▶ _Problem description_
Where does the word "return" appear in the data? Copy every line that holds it.

▶ _Records to process_
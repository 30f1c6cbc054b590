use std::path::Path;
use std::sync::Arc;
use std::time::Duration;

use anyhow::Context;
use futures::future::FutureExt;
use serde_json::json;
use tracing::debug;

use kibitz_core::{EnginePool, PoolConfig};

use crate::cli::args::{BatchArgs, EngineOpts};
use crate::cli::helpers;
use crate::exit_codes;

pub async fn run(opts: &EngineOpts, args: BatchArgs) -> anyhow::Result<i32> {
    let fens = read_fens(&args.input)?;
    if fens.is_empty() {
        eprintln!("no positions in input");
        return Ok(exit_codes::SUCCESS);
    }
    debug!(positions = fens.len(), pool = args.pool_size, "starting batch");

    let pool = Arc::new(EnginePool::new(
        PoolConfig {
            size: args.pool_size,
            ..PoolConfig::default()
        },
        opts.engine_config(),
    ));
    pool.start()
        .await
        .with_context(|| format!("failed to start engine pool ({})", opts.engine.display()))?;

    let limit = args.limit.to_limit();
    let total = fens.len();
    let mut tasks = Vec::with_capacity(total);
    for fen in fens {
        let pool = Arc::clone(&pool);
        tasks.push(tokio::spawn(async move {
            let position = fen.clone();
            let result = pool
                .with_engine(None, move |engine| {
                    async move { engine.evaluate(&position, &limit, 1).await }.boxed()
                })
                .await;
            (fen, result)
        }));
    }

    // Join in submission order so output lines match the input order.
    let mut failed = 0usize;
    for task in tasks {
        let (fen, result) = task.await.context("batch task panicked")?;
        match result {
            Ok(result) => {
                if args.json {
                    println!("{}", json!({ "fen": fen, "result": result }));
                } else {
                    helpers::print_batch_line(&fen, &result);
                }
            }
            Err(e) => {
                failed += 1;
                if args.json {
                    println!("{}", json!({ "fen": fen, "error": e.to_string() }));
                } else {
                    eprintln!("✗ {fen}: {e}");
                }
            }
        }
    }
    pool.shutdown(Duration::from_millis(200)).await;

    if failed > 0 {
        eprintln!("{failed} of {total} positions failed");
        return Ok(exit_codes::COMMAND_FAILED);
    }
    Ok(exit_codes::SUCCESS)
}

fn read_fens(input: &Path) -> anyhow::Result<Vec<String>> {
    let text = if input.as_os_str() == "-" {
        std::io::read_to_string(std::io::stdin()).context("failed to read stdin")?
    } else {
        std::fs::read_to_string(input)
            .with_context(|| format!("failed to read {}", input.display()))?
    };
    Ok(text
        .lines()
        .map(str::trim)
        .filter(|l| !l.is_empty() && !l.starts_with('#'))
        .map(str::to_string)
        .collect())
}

▶ _Result of the exercise_
        return Ok(exit_codes::SUCCESS);
        return Ok(exit_codes::COMMAND_FAILED);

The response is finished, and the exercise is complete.